Beyond annoying. Dont feel like redoing it.
@Hans Grubar – Yep. You can charge anything you want for FOSS/FLOSS. I realized that discrepancy just as we were getting ready to publish this. I thought about removing that line, but wanted to keep the point across that FOSS is just as free, expense wise, as so-called freeware. And even if someone’s offering a GPL application for a fee, you’ll be able to find it offered without cost soon after it’s released, due to the nature of the GPL, so in a roundabout way, I can still stand behind what I wrote. But your point is valid, and I’m glad you brought that up here.
As to the FOSS/FLOSS thing – I’m pretty agnostic about that. We started by differentiating ourselves from “open source software” or OSS by adding the word “free” or FOSS. I figure if you want to continue defining that down by adding more letters, go for it. In my book FOSS and FLOSS are the same thing, free software as defined by RMS and the FSF. We both know what we’re talking about. Anybody who doesn’t, the redundant Free Libre isn’t going to be what brings and aha to him/her.
@ggg I’m sorry you had a problem. Comment spambots are something that have been particularly worrisome here recently, so we’ve had to tighten security to keep from being overwhelmed. We’re trying to make it as seemless as possible for our visitors, but sometimes things happen. Again, sorry. I, for one, would liked to have read your comment.
I don’t really understand what FLOSS software have to do with such tricks.
“In the FOSS world, such behavior would not be tolerated.”
Is there some kind of FOSS police? Who will not tolerate such behaviour? Will I get a letter from Stallman because he was not paying attention and some
toolbar was installed?
As a developer I’m free to do such tricks and put toolbars and what-not in my software to make a buck. That have nothing to do with FOSS. The only difference it makes is that with FOSS you are free to fork my software and remove the tricks and toolbars I put.
Such mixing of terms does not really do any good for FOSS. Many companies still think that FOSS means no money. Now, using Linux for more then 2 years I understand what you are meaning. That FOSS software is usually high quality, free and without any tricks and toolbars.
But there is nothing that is stopping Visicom Media to develop their Toolbar Cleaner under a FLOSS license, and still bring the Anti-Phishing Domain Advisor for the ride.
Erwin Muller: Well, it’s not a defined property of Free/Open Source software. But it’s an emergent property for practical purposes. Open source communities don’t make software like that, open source users don’t download it because they have available stuff that doesn’t do such annoying things and so they don’t have to. If such software were developed, distributions wouldn’t put it in their repositories–or, if some distro did that, users would shift away to other distros.

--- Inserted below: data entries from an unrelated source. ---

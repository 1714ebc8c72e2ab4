use crate::error::{Result, SheetError};
use crate::sheet::Sheet;
use indexmap::IndexMap;
use sheetstore_formulas::{CellContent, CellSource};
use sheetstore_primitives::{validate_sheet_name, CellAddress};

/// A book containing multiple sheets (preserves insertion order)
///
/// Sheet names are unique ignoring case, as in Excel. Lookups accept any
/// casing; the sheet keeps the name it was created with.
#[derive(Debug, Clone, Default, PartialEq)]
pub struct Book {
    sheets: IndexMap<String, Sheet>,
}

fn key(name: &str) -> String {
    name.to_lowercase()
}

impl Book {
    /// Create a new empty book
    #[must_use]
    pub fn new() -> Self {
        Self::default()
    }

    /// Get the number of sheets
    #[must_use]
    pub fn sheet_count(&self) -> usize {
        self.sheets.len()
    }

    #[must_use]
    pub fn is_empty(&self) -> bool {
        self.sheets.is_empty()
    }

    /// Get all sheet names in order
    #[must_use]
    pub fn sheet_names(&self) -> Vec<&str> {
        self.sheets.values().map(Sheet::name).collect()
    }

    #[must_use]
    pub fn has_sheet(&self, name: &str) -> bool {
        self.sheets.contains_key(&key(name))
    }

    /// Get a sheet by name
    #[must_use]
    pub fn sheet(&self, name: &str) -> Option<&Sheet> {
        self.sheets.get(&key(name))
    }

    /// Get a mutable sheet by name
    pub fn sheet_mut(&mut self, name: &str) -> Option<&mut Sheet> {
        self.sheets.get_mut(&key(name))
    }

    /// Iterate sheets in order
    pub fn sheets(&self) -> impl Iterator<Item = &Sheet> {
        self.sheets.values()
    }

    /// Add an empty sheet
    pub fn add_sheet(&mut self, name: &str) -> Result<&mut Sheet> {
        validate_sheet_name(name)?;
        let key = key(name);
        if self.sheets.contains_key(&key) {
            return Err(SheetError::SheetAlreadyExists {
                name: name.to_string(),
            });
        }
        Ok(self.sheets.entry(key).or_insert_with(|| Sheet::with_name(name)))
    }

    /// Get a sheet, creating it at the end of the book if it does not exist.
    pub fn get_or_create_sheet(&mut self, name: &str) -> Result<&mut Sheet> {
        if self.has_sheet(name) {
            return self
                .sheet_mut(name)
                .ok_or_else(|| SheetError::SheetNotFound {
                    name: name.to_string(),
                });
        }
        self.add_sheet(name)
    }

    /// Remove a sheet, keeping the order of the rest
    pub fn remove_sheet(&mut self, name: &str) -> Result<Sheet> {
        self.sheets
            .shift_remove(&key(name))
            .ok_or_else(|| SheetError::SheetNotFound {
                name: name.to_string(),
            })
    }
}

impl CellSource for Book {
    fn has_sheet(&self, sheet: &str) -> bool {
        Book::has_sheet(self, sheet)
    }

    fn cell(&self, sheet: &str, addr: CellAddress) -> Option<CellContent<'_>> {
        let cell = self.sheet(sheet)?.get(addr)?;
        match cell.formula_source() {
            Some(expr) => Some(CellContent::Formula(expr)),
            None => cell.literal().map(CellContent::Value),
        }
    }
}
//! Document model for sheetstore
//!
//! A [`Book`] is an ordered set of named [`Sheet`]s, each a sparse grid of
//! [`Cell`]s. Books are persisted as xlsx and always read and written whole.
//!
//! ```
//! use sheetstore_sheet::{Book, Cell};
//!
//! let mut book = Book::new();
//! let sheet = book.get_or_create_sheet("Sheet1").unwrap();
//! sheet.set_a1("A1", Cell::number(10.0)).unwrap();
//! sheet.set_a1("B1", Cell::formula("=A1*2")).unwrap();
//!
//! let bytes = book.to_xlsx_bytes().unwrap();
//! let decoded = Book::from_xlsx_bytes(&bytes).unwrap();
//! assert_eq!(decoded, book);
//! ```

mod book;
mod cell;
mod error;
mod sheet;
mod xlsx;

pub use book::Book;
pub use cell::{Cell, CellValue, NumberFormat};
pub use error::{Result, SheetError};
pub use sheet::Sheet;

No, it’s not in the GPL that people can’t do that–but it’s like a recipe for chocolate cake that includes liver in the ingredients. When people are free to share and improve recipes, they don’t include the liver in iterations 2+.

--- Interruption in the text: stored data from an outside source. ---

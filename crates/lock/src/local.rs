use crate::{Acquisition, Hold, LockGuard, LockKind, LockManager, LockMode, Result};
use lock_api::{ArcRwLockReadGuard, ArcRwLockWriteGuard};
use parking_lot::{Mutex, RawRwLock, RwLock};
use std::collections::HashMap;
use std::sync::Arc;
use std::time::Duration;

pub(crate) type SharedGuard = ArcRwLockReadGuard<RawRwLock, ()>;
pub(crate) type ExclusiveGuard = ArcRwLockWriteGuard<RawRwLock, ()>;

/// Locks shared by the threads of one process.
///
/// Each resource maps to a `parking_lot` reader-writer lock, whose task-fair
/// policy keeps new readers out while a writer is waiting. Entries are
/// created on first use and kept for the life of the manager.
#[derive(Default)]
pub struct LocalLockManager {
    locks: Mutex<HashMap<String, Arc<RwLock<()>>>>,
}

impl LocalLockManager {
    pub fn new() -> Self {
        Self::default()
    }

    /// Number of distinct resources seen so far.
    pub fn resource_count(&self) -> usize {
        self.locks.lock().len()
    }

    fn lock_for(&self, resource: &str) -> Arc<RwLock<()>> {
        let mut locks = self.locks.lock();
        match locks.get(resource) {
            Some(lock) => Arc::clone(lock),
            None => {
                let lock = Arc::new(RwLock::new(()));
                locks.insert(resource.to_string(), Arc::clone(&lock));
                lock
            }
        }
    }
}

impl LockManager for LocalLockManager {
    fn kind(&self) -> LockKind {
        LockKind::Local
    }

    fn acquire(&self, resource: &str, mode: LockMode) -> Result<LockGuard> {
        let lock = self.lock_for(resource);
        let hold = match mode {
            LockMode::Shared => Hold::LocalShared {
                _guard: lock.read_arc(),
            },
            LockMode::Exclusive => Hold::LocalExclusive {
                _guard: lock.write_arc(),
            },
        };
        Ok(LockGuard::new(resource, mode, hold))
    }

    fn try_acquire(&self, resource: &str, mode: LockMode, timeout: Duration) -> Acquisition {
        let lock = self.lock_for(resource);
        let hold = match mode {
            LockMode::Shared => lock
                .try_read_arc_for(timeout)
                .map(|guard| Hold::LocalShared { _guard: guard }),
            LockMode::Exclusive => lock
                .try_write_arc_for(timeout)
                .map(|guard| Hold::LocalExclusive { _guard: guard }),
        };
        match hold {
            Some(hold) => Acquisition::Acquired(LockGuard::new(resource, mode, hold)),
            None => {
                tracing::debug!(resource, %mode, ?timeout, "lock wait timed out");
                Acquisition::TimedOut
            }
        }
    }
}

And yet another article confusing “free as in free beer” with “free as in free speech”:
“Like proprietary freeware, FOSS is downloaded and installed for free.”
Wrong. You can download a lot of FOSS for free, but that is not at all a defining property but merely something that is easy to make happen. For example, you can’t currently download RHEL for free IIRC (you _can_ download its clone CentOS, though).